John McCain is wrong to say that political criticism of war hero Bob Dole is out of bounds

It pains me greatly to defend Sen. Ted Cruz, the Texas Republican, in any circumstance. But fair is fair, and Cruz has been unfairly criticized for something he said at the Conservative Political Action Conference the other day. Cruz opined that Republican presidential nominees Bob Dole (above), John McCain and Mitt Romney were unsuccessful at the ballot box because they didn’t sufficiently articulate conservative principles on the campaign trail. The next day, McCain went on TV and said this: “I spoke to Ted Cruz. He and I have a cordial relationship…He can say what he wants to about me, and he can say anything he wants to, I think, about Mitt [Romney], Mitt’s capable of taking it. But when he throws Bob Dole in there, I wonder if he thinks that Bob Dole stood for principle on that hilltop in Italy when he was so gravely wounded and left part of his body there fighting for our country? “Bob Dole is such a man of honor and integrity and principle.

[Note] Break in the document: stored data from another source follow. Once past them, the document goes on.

//! Global filter state shared by every panel.
//!
//! [`FilterStore`] is the only writer of the `activeFilters` and
//! `filterPresets` keys; each change is persisted and then announced as a
//! `filter` event.

use std::collections::BTreeMap;
use std::sync::{Arc, Mutex, MutexGuard, PoisonError};

use chrono::{DateTime, Utc};
use serde::de::DeserializeOwned;
use serde::{Deserialize, Serialize};
use serde_json::{Value, json};

use crate::bus::{EventBus, FilterSet, OutgoingEvent, PanelId};
use crate::error::{StorageError, SyncError};
use crate::logging::{LogLevel, Logger, emit, json_kv, json_str};
use crate::storage::{
    ACTIVE_FILTERS_KEY, FILTER_PRESETS_KEY, PersistenceAdapter, StorageEnvelope,
};

const LOG_TARGET: &str = "panel_sync::filters";
pub const FILTER_SOURCE: &str = "filters";

#[derive(Debug, Clone, PartialEq, Serialize, Deserialize)]
#[serde(rename_all = "camelCase")]
pub struct FilterPreset {
    pub name: String,
    pub filters: FilterSet,
    pub saved_at: DateTime<Utc>,
}

type Presets = BTreeMap<String, FilterPreset>;

pub struct FilterStore {
    adapter: Arc<PersistenceAdapter>,
    bus: EventBus,
    source: PanelId,
    active: Mutex<StorageEnvelope<FilterSet>>,
    presets: Mutex<StorageEnvelope<Presets>>,
    logger: Option<Logger>,
}

impl FilterStore {
    pub fn new(adapter: Arc<PersistenceAdapter>, bus: EventBus) -> Self {
        let active = load_or_default(&adapter, ACTIVE_FILTERS_KEY);
        let presets = load_or_default(&adapter, FILTER_PRESETS_KEY);
        Self {
            adapter,
            bus,
            source: FILTER_SOURCE.to_string(),
            active: Mutex::new(active),
            presets: Mutex::new(presets),
            logger: None,
        }
    }

    /// Panel id stamped on outgoing `filter` events.
    pub fn with_source(mut self, source: impl Into<PanelId>) -> Self {
        self.source = source.into();
        self
    }

    pub fn with_logger(mut self, logger: Option<Logger>) -> Self {
        self.logger = logger;
        self
    }

    pub fn active_filters(&self) -> FilterSet {
        lock(&self.active).data.clone()
    }

    pub fn version(&self) -> u32 {
        lock(&self.active).version
    }

    /// Set one criterion. A `null` value removes it.
    pub fn set_filter(&self, field: impl Into<String>, value: impl Into<Value>) -> FilterSet {
        let field = field.into();
        let value = value.into();
        self.modify(move |filters| {
            if value.is_null() {
                filters.remove(&field);
            } else {
                filters.insert(field, value);
            }
        })
    }

    pub fn remove_filter(&self, field: &str) -> FilterSet {
        self.modify(|filters| {
            filters.remove(field);
        })
    }

    pub fn set_filters(&self, filters: FilterSet) -> FilterSet {
        self.modify(move |current| *current = filters)
    }

    pub fn clear_filters(&self) -> FilterSet {
        self.modify(|filters| filters.clear())
    }

    /// Re-announce the active filters without changing them.
    pub fn apply(&self) -> u64 {
        self.bus
            .broadcast(OutgoingEvent::filter(self.active_filters(), self.source.clone()))
    }

    pub fn presets(&self) -> Vec<FilterPreset> {
        lock(&self.presets).data.values().cloned().collect()
    }

    /// Store the active filters under `name`, replacing any preset of that name.
    pub fn save_preset(&self, name: impl Into<String>) -> FilterPreset {
        let preset = FilterPreset {
            name: name.into(),
            filters: self.active_filters(),
            saved_at: Utc::now(),
        };
        let mut guard = lock(&self.presets);
        let mut presets = guard.data.clone();
        presets.insert(preset.name.clone(), preset.clone());
        self.persist(FILTER_PRESETS_KEY, &mut *guard, presets);
        preset
    }

    /// Activate a preset's filters and announce them.
    pub fn load_preset(&self, name: &str) -> Result<FilterSet, SyncError> {
        let preset = lock(&self.presets)
            .data
            .get(name)
            .cloned()
            .ok_or_else(|| SyncError::PresetNotFound(name.to_string()))?;
        Ok(self.set_filters(preset.filters))
    }

    pub fn delete_preset(&self, name: &str) -> bool {
        let mut guard = lock(&self.presets);
        if !guard.data.contains_key(name) {
            return false;
        }
        let mut presets = guard.data.clone();
        presets.remove(name);
        self.persist(FILTER_PRESETS_KEY, &mut *guard, presets);
        true
    }

    fn modify(&self, change: impl FnOnce(&mut FilterSet)) -> FilterSet {
        let filters = {
            let mut guard = lock(&self.active);
            let mut filters = guard.data.clone();
            change(&mut filters);
            if filters == guard.data {
                return filters;
            }
            self.persist(ACTIVE_FILTERS_KEY, &mut *guard, filters.clone());
            filters
        };
        self.bus
            .broadcast(OutgoingEvent::filter(filters.clone(), self.source.clone()));
        filters
    }

    /// Global filters are last-writer-wins: a stale rejection re-versions the
    /// write past whatever another writer stored.
    fn persist<T: Serialize>(&self, key: &str, slot: &mut StorageEnvelope<T>, data: T) {
        let mut next = slot.next(data);
        let outcome = match self.adapter.save(key, &next) {
            Err(StorageError::StaleVersion { current, .. }) => {
                next.version = current.saturating_add(1);
                self.log(
                    LogLevel::Debug,
                    "filters_reversioned",
                    [json_str("key", key), json_kv("version", json!(next.version))],
                );
                self.adapter.save(key, &next)
            }
            other => other,
        };
        match outcome {
            Ok(outcome) => self.log(
                LogLevel::Debug,
                "filters_saved",
                [
                    json_str("key", key),
                    json_kv("version", json!(next.version)),
                    json_str("outcome", format!("{outcome:?}")),
                ],
            ),
            Err(err) => self.log(
                LogLevel::Warn,
                "filters_save_failed",
                [json_str("key", key), json_str("error", err.to_string())],
            ),
        }
        *slot = next;
    }

    fn log<I>(&self, level: LogLevel, message: &str, fields: I)
    where
        I: IntoIterator<Item = (String, Value)>,
    {
        emit(self.logger.as_ref(), level, LOG_TARGET, message, fields);
    }
}

fn load_or_default<T>(adapter: &PersistenceAdapter, key: &str) -> StorageEnvelope<T>
where
    T: DeserializeOwned + Default,
{
    adapter
        .load(key)
        .unwrap_or_else(|| StorageEnvelope::initial(T::default()))
}

fn lock<T>(slot: &Mutex<T>) -> MutexGuard<'_, T> {
    slot.lock().unwrap_or_else(PoisonError::into_inner)
}

#[cfg(test)]
mod tests {
    use super::*;
    use crate::bus::{EventFilter, FILTER_EVENT};

    fn capture(bus: &EventBus) -> (Arc<Mutex<Vec<FilterSet>>>, crate::bus::Subscription) {
        let seen = Arc::new(Mutex::new(Vec::new()));
        let sink = Arc::clone(&seen);
        let sub = bus.subscribe(EventFilter::event_type(FILTER_EVENT), move |event| {
            if let Some(filters) = event.payload.filters() {
                sink.lock().unwrap().push(filters.clone());
            }
            Ok(())
        });
        (seen, sub)
    }

    #[test]
    fn setting_a_filter_persists_and_broadcasts() {
        let adapter = Arc::new(PersistenceAdapter::in_memory());
        let bus = EventBus::new();
        let (seen, _sub) = capture(&bus);
        let store = FilterStore::new(Arc::clone(&adapter), bus.clone());

        store.set_filter("propertyType", "Residential");
        store.set_filter("minPrice", 250_000);

        let stored = adapter.load::<FilterSet>(ACTIVE_FILTERS_KEY).unwrap();
        assert_eq!(stored.version, 2);
        assert_eq!(stored.data.get("propertyType"), Some(&json!("Residential")));
        assert_eq!(seen.lock().unwrap().len(), 2);
        assert_eq!(seen.lock().unwrap()[1].len(), 2);
    }

    #[test]
    fn unchanged_filters_are_not_rebroadcast() {
        let bus = EventBus::new();
        let (seen, _sub) = capture(&bus);
        let store = FilterStore::new(Arc::new(PersistenceAdapter::in_memory()), bus.clone());

        store.set_filter("county", "Travis");
        store.set_filter("county", "Travis");
        store.remove_filter("missing");
        assert_eq!(seen.lock().unwrap().len(), 1);
        assert_eq!(store.version(), 1);

        store.set_filter("county", Value::Null);
        assert!(store.active_filters().is_empty());
        assert_eq!(seen.lock().unwrap().len(), 2);
    }

    #[test]
    fn filters_survive_reload() {
        let adapter = Arc::new(PersistenceAdapter::in_memory());
        let bus = EventBus::new();
        {
            let store = FilterStore::new(Arc::clone(&adapter), bus.clone());
            store.set_filter("beds", 3);
            store.save_preset("family");
        }
        let reloaded = FilterStore::new(adapter, bus);
        assert_eq!(reloaded.active_filters().get("beds"), Some(&json!(3)));
        assert_eq!(reloaded.presets().len(), 1);
        assert_eq!(reloaded.version(), 1);
    }

    #[test]
    fn presets_round_trip_through_activation() {
        let bus = EventBus::new();
        let (seen, _sub) = capture(&bus);
        let store = FilterStore::new(Arc::new(PersistenceAdapter::in_memory()), bus.clone());

        store.set_filter("propertyType", "Commercial");
        let preset = store.save_preset("commercial");
        assert_eq!(preset.filters.len(), 1);

        store.clear_filters();
        assert!(store.active_filters().is_empty());

        let activated = store.load_preset("commercial").unwrap();
        assert_eq!(activated.get("propertyType"), Some(&json!("Commercial")));
        assert_eq!(seen.lock().unwrap().last(), Some(&activated));

        assert!(matches!(
            store.load_preset("nope"),
            Err(SyncError::PresetNotFound(_))
        ));
        assert!(store.delete_preset("commercial"));
        assert!(!store.delete_preset("commercial"));
        assert!(store.presets().is_empty());
    }

    #[test]
    fn second_writer_does_not_get_stuck_behind_newer_version() {
        let adapter = Arc::new(PersistenceAdapter::in_memory());
        let bus = EventBus::new();
        let tab_a = FilterStore::new(Arc::clone(&adapter), bus.clone());
        let tab_b = FilterStore::new(Arc::clone(&adapter), bus.clone());

        tab_a.set_filter("a", 1);
        tab_a.set_filter("a", 2);
        tab_b.set_filter("b", 1);

        let stored = adapter.load::<FilterSet>(ACTIVE_FILTERS_KEY).unwrap();
        assert_eq!(stored.version, 3);
        assert_eq!(stored.data.get("b"), Some(&json!(1)));
        assert_eq!(tab_b.version(), 3);
    }

    #[test]
    fn apply_rebroadcasts_current_filters() {
        let bus = EventBus::new();
        let (seen, _sub) = capture(&bus);
        let store = FilterStore::new(Arc::new(PersistenceAdapter::in_memory()), bus.clone())
            .with_source("filterPanel");
        store.apply();
        assert_eq!(seen.lock().unwrap().len(), 1);
        assert!(seen.lock().unwrap()[0].is_empty());
    }
}
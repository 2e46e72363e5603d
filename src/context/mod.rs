//! Explicit wiring of the sync core for one application instance.
//!
//! [`SyncContext`] owns the bus, persistence chain and stores that panels
//! share; panels receive handles from it instead of reaching for globals.

use std::path::PathBuf;
use std::sync::Arc;
use std::time::Instant;

use serde::Deserialize;

use crate::bus::{BusConfig, EventBus, PanelId};
use crate::entity::{EntityLoader, EntitySyncManager, EntitySyncOptions};
use crate::error::{Result, StorageError};
use crate::filters::FilterStore;
use crate::logging::{LogLevel, Logger, emit, json_kv, json_str};
use crate::metrics::{MetricSnapshot, SharedMetrics, SyncMetrics};
use crate::panel_state::PanelStateStore;
use crate::registry::{LayoutManager, PanelRegistry};
use crate::storage::{FileStore, KeyValueStore, MemoryStore, PersistenceAdapter};

const LOG_TARGET: &str = "panel_sync::context";

/// Storage tiers to assemble. Loadable from JSON.
#[derive(Debug, Clone, PartialEq, Eq, Deserialize)]
#[serde(default)]
pub struct StorageConfig {
    /// Directory for a durable primary tier; in-memory when absent.
    pub data_dir: Option<PathBuf>,
    /// Byte quota on the in-memory primary.
    pub primary_quota_bytes: Option<usize>,
    /// Add an in-memory secondary tier behind the primary.
    pub secondary: bool,
    /// Attempts a panel state update gets when saves keep losing races.
    pub max_conflict_retries: u32,
}

impl Default for StorageConfig {
    fn default() -> Self {
        Self {
            data_dir: None,
            primary_quota_bytes: None,
            secondary: true,
            max_conflict_retries: 3,
        }
    }
}

impl StorageConfig {
    pub fn from_json_str(text: &str) -> std::result::Result<Self, StorageError> {
        Ok(serde_json::from_str(text)?)
    }

    fn build_adapter(
        &self,
        logger: Option<Logger>,
        metrics: Option<SharedMetrics>,
    ) -> std::result::Result<PersistenceAdapter, StorageError> {
        let primary: Arc<dyn KeyValueStore> = match self.data_dir.as_ref() {
            Some(dir) => Arc::new(FileStore::new(dir)?.with_name("primary")),
            None => {
                let store = MemoryStore::new("primary");
                match self.primary_quota_bytes {
                    Some(quota) => Arc::new(store.with_quota(quota)),
                    None => Arc::new(store),
                }
            }
        };
        let mut adapter = PersistenceAdapter::new(primary);
        if self.secondary {
            adapter = adapter.with_secondary(Arc::new(MemoryStore::new("secondary")));
        }
        Ok(adapter.with_logger(logger).with_metrics(metrics))
    }
}

#[derive(Clone)]
pub struct SyncConfig {
    /// Optional structured logger shared by every component.
    pub logger: Option<Logger>,
    /// Counters shared by every component; `None` disables collection.
    pub metrics: Option<SharedMetrics>,
    /// Target field used when emitting metrics snapshots.
    pub metrics_target: String,
    pub storage: StorageConfig,
}

impl Default for SyncConfig {
    fn default() -> Self {
        Self {
            logger: None,
            metrics: None,
            metrics_target: "panel_sync::metrics".to_string(),
            storage: StorageConfig::default(),
        }
    }
}

impl SyncConfig {
    /// Enable metrics collection if it has not already been configured.
    pub fn enable_metrics(&mut self) {
        if self.metrics.is_none() {
            self.metrics = Some(SyncMetrics::shared());
        }
    }

    pub fn disable_metrics(&mut self) {
        self.metrics = None;
    }

    pub fn metrics_handle(&self) -> Option<SharedMetrics> {
        self.metrics.as_ref().map(Arc::clone)
    }
}

pub struct SyncContext {
    config: SyncConfig,
    bus: EventBus,
    adapter: Arc<PersistenceAdapter>,
    panel_state: Arc<PanelStateStore>,
    filters: Arc<FilterStore>,
    registry: Arc<PanelRegistry>,
    layout: Arc<LayoutManager>,
    started: Instant,
}

impl SyncContext {
    pub fn new(config: SyncConfig) -> Result<Self> {
        let logger = config.logger.clone();
        let metrics = config.metrics_handle();

        let bus = EventBus::with_config(BusConfig {
            logger: logger.clone(),
            metrics: metrics.clone(),
        });
        let adapter = Arc::new(
            config
                .storage
                .build_adapter(logger.clone(), metrics.clone())?,
        );
        let panel_state = Arc::new(
            PanelStateStore::new(Arc::clone(&adapter))
                .with_bus(bus.clone())
                .with_logger(logger.clone())
                .with_metrics(metrics)
                .with_max_attempts(config.storage.max_conflict_retries),
        );
        let filters = Arc::new(
            FilterStore::new(Arc::clone(&adapter), bus.clone()).with_logger(logger.clone()),
        );
        let registry = Arc::new(PanelRegistry::new());
        let layout = Arc::new(LayoutManager::new(
            Arc::clone(&adapter),
            Arc::clone(&registry),
            bus.clone(),
        ));

        emit(
            logger.as_ref(),
            LogLevel::Info,
            LOG_TARGET,
            "context_ready",
            [
                json_kv("tiers", adapter.tier_names()),
                json_kv("metrics", config.metrics.is_some()),
            ],
        );

        Ok(Self {
            config,
            bus,
            adapter,
            panel_state,
            filters,
            registry,
            layout,
            started: Instant::now(),
        })
    }

    /// Context with default in-memory storage.
    pub fn in_memory() -> Result<Self> {
        Self::new(SyncConfig::default())
    }

    pub fn config(&self) -> &SyncConfig {
        &self.config
    }

    pub fn bus(&self) -> &EventBus {
        &self.bus
    }

    pub fn adapter(&self) -> &Arc<PersistenceAdapter> {
        &self.adapter
    }

    pub fn panel_state(&self) -> &Arc<PanelStateStore> {
        &self.panel_state
    }

    pub fn filters(&self) -> &Arc<FilterStore> {
        &self.filters
    }

    pub fn registry(&self) -> &Arc<PanelRegistry> {
        &self.registry
    }

    pub fn layout(&self) -> &Arc<LayoutManager> {
        &self.layout
    }

    /// Entity sync manager on this context's bus. Logger and metrics default
    /// to the context's own when the options leave them unset.
    pub fn entity_sync<L: EntityLoader>(
        &self,
        mut options: EntitySyncOptions,
        loader: L,
    ) -> EntitySyncManager<L> {
        if options.logger.is_none() {
            options.logger = self.config.logger.clone();
        }
        if options.metrics.is_none() {
            options.metrics = self.config.metrics_handle();
        }
        EntitySyncManager::new(options, loader, self.bus.clone())
    }

    pub fn mount_panel(&self, panel_id: impl Into<PanelId>, content_type: &str) -> Result<()> {
        let panel_id = panel_id.into();
        self.registry.mount(panel_id.clone(), content_type)?;
        self.log(
            LogLevel::Debug,
            "panel_mounted",
            [json_str("panel", panel_id), json_str("content_type", content_type)],
        );
        Ok(())
    }

    /// Unmount a panel and drop its layout. Its persisted state is kept so a
    /// remount restores it.
    pub fn unmount_panel(&self, panel_id: &str) -> Result<bool> {
        if !self.registry.unmount(panel_id) {
            return Ok(false);
        }
        self.layout.remove(panel_id)?;
        self.panel_state.forget(panel_id);
        self.log(LogLevel::Debug, "panel_unmounted", [json_str("panel", panel_id)]);
        Ok(true)
    }

    pub fn metrics_snapshot(&self) -> Option<MetricSnapshot> {
        let metrics = self.config.metrics.as_ref()?;
        let guard = metrics.lock().ok()?;
        Some(guard.snapshot(self.started.elapsed()))
    }

    /// Log a metrics snapshot when both a logger and metrics are configured.
    pub fn emit_metrics(&self) {
        if let (Some(logger), Some(snapshot)) =
            (self.config.logger.as_ref(), self.metrics_snapshot())
        {
            let _ = logger.log_event(snapshot.to_log_event(&self.config.metrics_target));
        }
    }

    fn log<I>(&self, level: LogLevel, message: &str, fields: I)
    where
        I: IntoIterator<Item = (String, serde_json::Value)>,
    {
        emit(self.config.logger.as_ref(), level, LOG_TARGET, message, fields);
    }
}
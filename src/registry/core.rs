use std::collections::BTreeMap;
use std::sync::{PoisonError, RwLock, RwLockReadGuard, RwLockWriteGuard};

use crate::bus::PanelId;
use crate::error::{Result, SyncError};

/// A kind of panel content the shell knows how to mount.
#[derive(Debug, Clone, PartialEq, Eq)]
pub struct ContentTypeInfo {
    pub id: String,
    pub title: String,
    pub description: Option<String>,
}

impl ContentTypeInfo {
    pub fn new(id: impl Into<String>, title: impl Into<String>) -> Self {
        Self {
            id: id.into(),
            title: title.into(),
            description: None,
        }
    }

    pub fn with_description(mut self, description: impl Into<String>) -> Self {
        self.description = Some(description.into());
        self
    }
}

/// Registry mapping content types to the panels currently showing them.
#[derive(Debug, Default)]
pub struct PanelRegistry {
    content_types: RwLock<BTreeMap<String, ContentTypeInfo>>,
    mounted: RwLock<BTreeMap<PanelId, String>>,
}

impl PanelRegistry {
    pub fn new() -> Self {
        Self::default()
    }

    /// Returns `false` when the content type was already known; its info is
    /// replaced either way.
    pub fn register(&self, info: ContentTypeInfo) -> bool {
        write(&self.content_types)
            .insert(info.id.clone(), info)
            .is_none()
    }

    pub fn is_registered(&self, content_type: &str) -> bool {
        read(&self.content_types).contains_key(content_type)
    }

    pub fn content_type(&self, content_type: &str) -> Option<ContentTypeInfo> {
        read(&self.content_types).get(content_type).cloned()
    }

    pub fn content_types(&self) -> Vec<ContentTypeInfo> {
        read(&self.content_types).values().cloned().collect()
    }

    /// Mount `panel_id` showing `content_type`. Remounting an existing panel
    /// switches its content type.
    pub fn mount(&self, panel_id: impl Into<PanelId>, content_type: &str) -> Result<()> {
        if !self.is_registered(content_type) {
            return Err(SyncError::UnknownContentType(content_type.to_string()));
        }
        write(&self.mounted).insert(panel_id.into(), content_type.to_string());
        Ok(())
    }

    pub fn unmount(&self, panel_id: &str) -> bool {
        write(&self.mounted).remove(panel_id).is_some()
    }

    pub fn is_mounted(&self, panel_id: &str) -> bool {
        read(&self.mounted).contains_key(panel_id)
    }

    pub fn content_type_of(&self, panel_id: &str) -> Option<String> {
        read(&self.mounted).get(panel_id).cloned()
    }

    /// Every mounted panel with its content type, ordered by panel id.
    pub fn panels(&self) -> Vec<(PanelId, String)> {
        read(&self.mounted)
            .iter()
            .map(|(panel, content)| (panel.clone(), content.clone()))
            .collect()
    }

    pub fn panels_of(&self, content_type: &str) -> Vec<PanelId> {
        read(&self.mounted)
            .iter()
            .filter(|(_, content)| content.as_str() == content_type)
            .map(|(panel, _)| panel.clone())
            .collect()
    }
}

fn read<T>(lock: &RwLock<T>) -> RwLockReadGuard<'_, T> {
    lock.read().unwrap_or_else(PoisonError::into_inner)
}

fn write<T>(lock: &RwLock<T>) -> RwLockWriteGuard<'_, T> {
    lock.write().unwrap_or_else(PoisonError::into_inner)
}
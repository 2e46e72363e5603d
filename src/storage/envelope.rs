use chrono::{DateTime, Utc};
use serde::{Deserialize, Serialize};

/// Versioned wrapper persisted for every stored value.
///
/// Serialized as `{ "version": "v<N>", "updatedAt": "<RFC 3339>", "data": ... }`.
#[derive(Debug, Clone, PartialEq, Serialize, Deserialize)]
#[serde(rename_all = "camelCase")]
pub struct StorageEnvelope<T> {
    #[serde(with = "version_tag")]
    pub version: u32,
    pub updated_at: DateTime<Utc>,
    pub data: T,
}

impl<T> StorageEnvelope<T> {
    pub fn new(version: u32, data: T) -> Self {
        Self {
            version,
            updated_at: Utc::now(),
            data,
        }
    }

    /// Envelope written on reset or first save.
    pub fn initial(data: T) -> Self {
        Self::new(0, data)
    }

    /// Successor envelope carrying `data` one version later.
    pub fn next(&self, data: T) -> Self {
        Self::new(self.version.saturating_add(1), data)
    }

    pub fn map<U>(self, f: impl FnOnce(T) -> U) -> StorageEnvelope<U> {
        StorageEnvelope {
            version: self.version,
            updated_at: self.updated_at,
            data: f(self.data),
        }
    }
}

mod version_tag {
    use serde::de::Error;
    use serde::{Deserialize, Deserializer, Serializer};

    #[derive(Deserialize)]
    #[serde(untagged)]
    enum Raw {
        Tag(String),
        Number(u64),
    }

    pub fn serialize<S: Serializer>(version: &u32, serializer: S) -> Result<S::Ok, S::Error> {
        serializer.serialize_str(&format!("v{version}"))
    }

    pub fn deserialize<'de, D: Deserializer<'de>>(deserializer: D) -> Result<u32, D::Error> {
        match Raw::deserialize(deserializer)? {
            Raw::Number(n) => u32::try_from(n).map_err(D::Error::custom),
            Raw::Tag(tag) => {
                let digits = tag.strip_prefix('v').unwrap_or(&tag);
                digits
                    .parse::<u32>()
                    .map_err(|_| D::Error::custom(format!("invalid envelope version `{tag}`")))
            }
        }
    }
}

#[cfg(test)]
mod tests {
    use super::*;
    use serde_json::{Value, json};

    #[test]
    fn serializes_with_tagged_version_and_camel_case() {
        let envelope = StorageEnvelope::new(1, json!({ "zoom": 4 }));
        let value = serde_json::to_value(&envelope).unwrap();
        assert_eq!(value["version"], json!("v1"));
        assert_eq!(value["data"], json!({ "zoom": 4 }));
        assert!(value["updatedAt"].as_str().unwrap().contains('T'));
    }

    #[test]
    fn accepts_legacy_and_numeric_versions() {
        let tagged: StorageEnvelope<Value> = serde_json::from_str(
            r#"{"version":"v7","updatedAt":"2024-05-01T10:00:00.000Z","data":{}}"#,
        )
        .unwrap();
        assert_eq!(tagged.version, 7);

        let numeric: StorageEnvelope<Value> = serde_json::from_str(
            r#"{"version":3,"updatedAt":"2024-05-01T10:00:00Z","data":null}"#,
        )
        .unwrap();
        assert_eq!(numeric.version, 3);
    }

    #[test]
    fn rejects_garbage_version() {
        let parsed: Result<StorageEnvelope<Value>, _> = serde_json::from_str(
            r#"{"version":"latest","updatedAt":"2024-05-01T10:00:00Z","data":{}}"#,
        );
        assert!(parsed.is_err());
    }

    #[test]
    fn next_bumps_version() {
        let first = StorageEnvelope::initial("a");
        let second = first.next("b");
        assert_eq!(first.version, 0);
        assert_eq!(second.version, 1);
        assert_eq!(second.data, "b");
    }
}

I hope that Ted Cruz will apologize to Bob Dole because that’s, that has crossed a line that, to me, is — leaves the realm of politics and discourse that we should have in America.” Now wait a minute! Virtually all Americans honor Bob Dole’s heroism in World War II. The wounds he suffered were horrific and left with him with a crippled right arm. But that doesn’t mean that he should never be criticized for his politics. Cruz didn’t say Dole is (or was)) an unprincipled man. Here’s what he said about Dole, McCain and Romney: “Those are good men, they’re decent men, but when you don’t stand and draw a clear distinction, when you don’t stand for principle, Democrats celebrate.” That doesn’t sound unfair to me. As political rhetoric goes, it sounds fairly routine. It’s a Republican politician on the far right wing of his party making what he considers a valid point about certain other members of his party who aren’t quite that far to the right. It’s my guess that Dole himself would be the first person to say that his courageous and noble service in the military doesn’t grant him immunity from such criticism. McCain says he’s not especially bothered by the criticism aimed at him by Cruz. But I have to wonder if he thinks, if only subconsciously,  that his own military service — which included being held as a prisoner of war for six years during the Vietnam conflict — has earned him the immunity from political criticism he now seeks for Bob...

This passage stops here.